AND FURTHER TAKE NOTICE that the grounds upon which this action is brought is that the plaintiff has no right, capacity or title to institute this action/alternatively the action is incompetent.

AND FURTHER TAKE NOTICE that the hearing of this application, the defendants will rely on all processes filed in this action which form part of the records of the Honourable Court.”

As is obvious on the face of the motion paper supra, the appellants did not state the law or the rules under which they brought the application, but after a year or thereabout of filing the motion, he filed what he described as a notice of intention to rely on the Administration of Estates Law Cap. 2 Laws of Lagos State, 1973, which reads:-

“TAKE NOTICE that at the resumed hearing of the defendant’s motion (dated 19/10/94) on Wednesday, the 6th December, 1995, the defendants will rely on the provisions of Sections 8 and 10 of the Administration of Estates Law Cap. 2 of Lagos State 1973; Order 22 Rule 4 of the High Court of Lagos State (Civil Procedure) Rules, 1972 and the inherent jurisdiction of this Honourable Court.”

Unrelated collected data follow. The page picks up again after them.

//! Pipeline-orchestrating driver (SPEC_FULL.md §3 "Lifecycle").
//!
//! A [`DharmaSession`] owns every piece of mutable state a run needs: the
//! resolved rule graph, the tuned [`Config`], and the PRNG stream. The PRNG
//! is a plain owned field rather than something threaded through the
//! generator's constructor, so its stream carries across every
//! `generate_testcase` call in the session (determinism requires the stream,
//! not just the seed, SPEC_FULL.md §8).

use dharma_gen::{Config, Generator};
use dharma_grammar::parser::parse_file;
use dharma_grammar::{ConstValue, ParsedGrammar};
use dharma_resolve::{analyze_leaf_paths, resolve_crossrefs, RuleArena};
use dharma_util::error::{GrammarError, Result};
use dharma_util::{Handler, SourceMap, UriTable};
use rand::rngs::StdRng;
use rand::SeedableRng;
use std::collections::HashMap;
use std::fs;
use std::path::{Path, PathBuf};

/// Loaded into the `common` namespace before any user-supplied grammar
/// (SPEC_FULL.md §6 "Default grammars").
const BUNDLED_GRAMMAR: &str = include_str!("../grammars/common.dg");
const BUNDLED_NAMESPACE: &str = "common";
const BUNDLED_PATH: &str = "<bundled common.dg>";

/// Everything a [`DharmaSession`] needs to start a run.
pub struct SessionConfig {
    pub grammar_paths: Vec<PathBuf>,
    pub seed: u64,
    pub prefix: String,
    pub suffix: String,
    pub template: Option<String>,
    pub uri_table: UriTable,
    /// Constants from a settings file, applied before any grammar is parsed
    /// (SPEC_FULL.md §5 "Settings file").
    pub settings: HashMap<String, ConstValue>,
}

impl Default for SessionConfig {
    fn default() -> Self {
        SessionConfig {
            grammar_paths: Vec::new(),
            seed: 0,
            prefix: String::new(),
            suffix: String::new(),
            template: None,
            uri_table: Config::default().uri_table,
            settings: HashMap::new(),
        }
    }
}

/// Orchestrates the full pipeline: parse every grammar, resolve
/// cross-references, run leaf-path analysis, then generate test cases from
/// the resulting arena.
pub struct DharmaSession {
    arena: RuleArena,
    gen_config: Config,
    rng: StdRng,
    prefix: String,
    suffix: String,
    template: Option<String>,
    pub sources: SourceMap,
    pub handler: Handler,
}

impl DharmaSession {
    /// Parse the bundled grammar, then every user-supplied file in order
    /// (namespace derived from each file's stem), folding every `%const%`
    /// into one [`Config`] along the way, then resolve and leaf-analyze the
    /// combined rule graph.
    pub fn build(config: SessionConfig) -> Result<Self> {
        let sources = SourceMap::new();
        let handler = Handler::new();
        let mut gen_config = Config { uri_table: config.uri_table, ..Config::default() };
        let mut arena = RuleArena::new();
        let mut seen_consts: HashMap<String, ConstValue> = HashMap::new();

        for (name, value) in &config.settings {
            gen_config.apply_const(name, value)?;
            seen_consts.insert(name.clone(), value.clone());
        }

        let bundled_id = sources.load_file(Path::new(BUNDLED_PATH), BUNDLED_GRAMMAR.to_string());
        let bundled = parse_file(
            BUNDLED_NAMESPACE,
            Path::new(BUNDLED_PATH),
            BUNDLED_GRAMMAR,
            bundled_id,
            &gen_config.uri_table,
            &handler,
        )?;
        apply_consts(&bundled, &mut gen_config, &mut seen_consts, &handler)?;
        arena.merge(bundled)?;
        tracing::info!(namespace = BUNDLED_NAMESPACE, "loaded bundled grammar");

        for path in &config.grammar_paths {
            let namespace = namespace_of(path);
            let contents = fs::read_to_string(path)
                .map_err(|e| GrammarError::Io { path: path.display().to_string(), message: e.to_string() })?;
            let file_id = sources.load_file(path, contents.clone());
            let grammar = parse_file(&namespace, path, &contents, file_id, &gen_config.uri_table, &handler)?;
            apply_consts(&grammar, &mut gen_config, &mut seen_consts, &handler)?;
            arena.merge(grammar)?;
            tracing::info!(namespace, path = %path.display(), "loaded grammar");
        }

        resolve_crossrefs(&mut arena)?;
        analyze_leaf_paths(&mut arena);
        tracing::info!(
            values = arena.values.len(),
            variables = arena.variables.len(),
            variances = arena.variances.len(),
            "rule graph resolved"
        );

        Ok(DharmaSession {
            arena,
            gen_config,
            rng: StdRng::seed_from_u64(config.seed),
            prefix: config.prefix,
            suffix: config.suffix,
            template: config.template,
            sources,
            handler,
        })
    }

    /// Produce one test case, advancing the session's PRNG stream.
    pub fn generate_testcase(&mut self) -> Result<String> {
        let arena = &self.arena;
        let gen_config = &self.gen_config;
        let rng = &mut self.rng;
        let mut generator = Generator::new(arena, gen_config, rng);
        generator.generate_testcase(&self.prefix, &self.suffix, self.template.as_deref())
    }

    /// Write `n` test cases to `dir` as `1.<ext>` .. `n.<ext>`
    /// (SPEC_FULL.md §5 "Batch mode").
    pub fn generate_testcases(&mut self, dir: &Path, ext: &str, n: usize) -> Result<()> {
        fs::create_dir_all(dir)
            .map_err(|e| GrammarError::Io { path: dir.display().to_string(), message: e.to_string() })?;
        for i in 1..=n {
            let content = self.generate_testcase()?;
            let path = dir.join(format!("{i}.{ext}"));
            fs::write(&path, content)
                .map_err(|e| GrammarError::Io { path: path.display().to_string(), message: e.to_string() })?;
            tracing::debug!(file = %path.display(), "wrote test case");
        }
        tracing::info!(count = n, dir = %dir.display(), "batch generation complete");
        Ok(())
    }
}

fn namespace_of(path: &Path) -> String {
    path.file_stem().map(|s| s.to_string_lossy().into_owned()).unwrap_or_else(|| "grammar".to_string())
}

/// Apply every `%const%` found in `grammar` to `gen_config`, warning (not
/// failing) when the same name is redefined with a different value
/// (SPEC_FULL.md §7 tier-2 warning); an unrecognized name or wrong-kind value
/// is still fatal via [`Config::apply_const`].
fn apply_consts(
    grammar: &ParsedGrammar,
    gen_config: &mut Config,
    seen: &mut HashMap<String, ConstValue>,
    handler: &Handler,
) -> Result<()> {
    for (name, value, span) in &grammar.consts {
        if let Some(prior) = seen.get(name) {
            if prior != value {
                handler.warn(format!("constant `{name}` redefined with a different value"), *span);
            }
        }
        seen.insert(name.clone(), value.clone());
        gen_config.apply_const(name, value)?;
    }
    Ok(())
}

#[cfg(test)]
mod tests {
    use super::*;
    use tempfile::tempdir;

    fn write_grammar(dir: &Path, name: &str, contents: &str) -> PathBuf {
        let path = dir.join(name);
        fs::write(&path, contents).unwrap();
        path
    }

    #[test]
    fn bundled_grammar_loads_and_produces_output() {
        let config = SessionConfig { seed: 1, ..SessionConfig::default() };
        let mut session = DharmaSession::build(config).unwrap();
        let out = session.generate_testcase().unwrap();
        assert!(!out.is_empty());
    }

    #[test]
    fn user_grammar_is_merged_alongside_bundled_namespace() {
        let dir = tempdir().unwrap();
        let path = write_grammar(dir.path(), "demo.dg", "%section% := variance\nv := hello world\n");
        let config = SessionConfig { grammar_paths: vec![path], seed: 7, ..SessionConfig::default() };
        let mut session = DharmaSession::build(config).unwrap();
        // Two variance rules now exist (common:statement, demo:v); over
        // enough draws both namespaces should show up at least once.
        let mut saw_hello = false;
        for _ in 0..50 {
            if session.generate_testcase().unwrap().contains("hello world") {
                saw_hello = true;
                break;
            }
        }
        assert!(saw_hello);
    }

    #[test]
    fn same_seed_produces_identical_batches() {
        let dir = tempdir().unwrap();
        let path = write_grammar(dir.path(), "demo.dg", "%section% := variance\nv := %choice%(a, b, c)\n");
        let config_a = SessionConfig { grammar_paths: vec![path.clone()], seed: 42, ..SessionConfig::default() };
        let config_b = SessionConfig { grammar_paths: vec![path], seed: 42, ..SessionConfig::default() };
        let mut a = DharmaSession::build(config_a).unwrap();
        let mut b = DharmaSession::build(config_b).unwrap();
        for _ in 0..10 {
            assert_eq!(a.generate_testcase().unwrap(), b.generate_testcase().unwrap());
        }
    }

    #[test]
    fn conflicting_const_redefinition_warns_but_does_not_fail() {
        let dir = tempdir().unwrap();
        let path_a = write_grammar(dir.path(), "a.dg", "%const% LEAF_TRIGGER := 5\n%section% := variance\nv := x\n");
        let path_b = write_grammar(dir.path(), "b.dg", "%const% LEAF_TRIGGER := 9\n%section% := variance\nw := y\n");
        let config = SessionConfig { grammar_paths: vec![path_a, path_b], seed: 0, ..SessionConfig::default() };
        let session = DharmaSession::build(config).unwrap();
        let warnings = session.handler.render_all(&session.sources);
        assert!(warnings.iter().any(|w| w.contains("LEAF_TRIGGER")));
    }

    #[test]
    fn settings_constants_apply_before_grammars_are_parsed() {
        let mut settings = HashMap::new();
        settings.insert("LEAF_TRIGGER".to_string(), ConstValue::Int(0));
        let config = SessionConfig { seed: 0, settings, ..SessionConfig::default() };
        // LEAF_TRIGGER=0 forces leaf mode from the first value-rule expansion,
        // so the bundled `common:identifier` rule, which normally recurses,
        // always takes its direct leaf alternative immediately.
        let mut session = DharmaSession::build(config).unwrap();
        assert!(session.generate_testcase().is_ok());
    }

    #[test]
    fn unknown_const_name_is_fatal() {
        let dir = tempdir().unwrap();
        let path = write_grammar(dir.path(), "a.dg", "%const% NOT_REAL := 1\n%section% := variance\nv := x\n");
        let config = SessionConfig { grammar_paths: vec![path], seed: 0, ..SessionConfig::default() };
        assert!(DharmaSession::build(config).is_err());
    }

    #[test]
    fn generate_testcases_writes_numbered_files() {
        let dir = tempdir().unwrap();
        let out_dir = dir.path().join("out");
        let config = SessionConfig { seed: 3, ..SessionConfig::default() };
        let mut session = DharmaSession::build(config).unwrap();
        session.generate_testcases(&out_dir, "txt", 3).unwrap();
        for i in 1..=3 {
            assert!(out_dir.join(format!("{i}.txt")).exists());
        }
    }
}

So when learned counsel moved the application, he relied on the above law and rules of procedure when he canvassed his argument. I will reproduce the said rules of Order 23 supra hereunder. They are:-

“No demurrer shall be allowed.

  1. Any party shall be entitle to raise by his pleading, any point of law and unless the court or Judge in chambers otherwise orders, any point so raised shall be disposed of by the Judge who tries the cause at or after the trial.
  2. If, in the opinion of the court or a Judge in chambers, the decision of such point of law substantially disposes of the whole action or of any distinct cause of action, ground of defence, set off, counter-claim, or reply therein, the court or Judge may thereupon dismiss that action or make such other therein as may be just.
  3. The court or Judge in chambers may order any pleading to be struck out, on the ground that it discloses no reasonable cause of action, in any such case or in case of the action or defence being shown by the pleadings to be frivolous or vexatious, the court or Judge in chambers may order action to be stayed or dismissed, or judgment to be entered accordingly, as may be just.
  4. No action or proceedings shall be open to objection, on the ground that a merely declaratory judgment or order is sought thereby and the court may make binding declarations of right whether any consequential relief is or could be claimed, or not.”

The defendants/appellants predicated their objection on Rule 4 of Order 23 supra, which relates to reasonable cause of action. The processes which the defendants/appellants sought to strike out at that stage of proceedings were the Writ of Summons and Statement of Claim and at that stage, a Statement of Defence had not been filed by the defendants. It is pertinent at this juncture that I peruse the Statement of Claim, and reproduce the relevant averments.

The material paragraphs in the Statement of Claim are:

“2. The plaintiff is a great grandchild of late Disu Dada, the original owner of the properties known as 48, Aroloya Street, Lagos and 60, Smith Street, Lagos which are the subject matter of this suit.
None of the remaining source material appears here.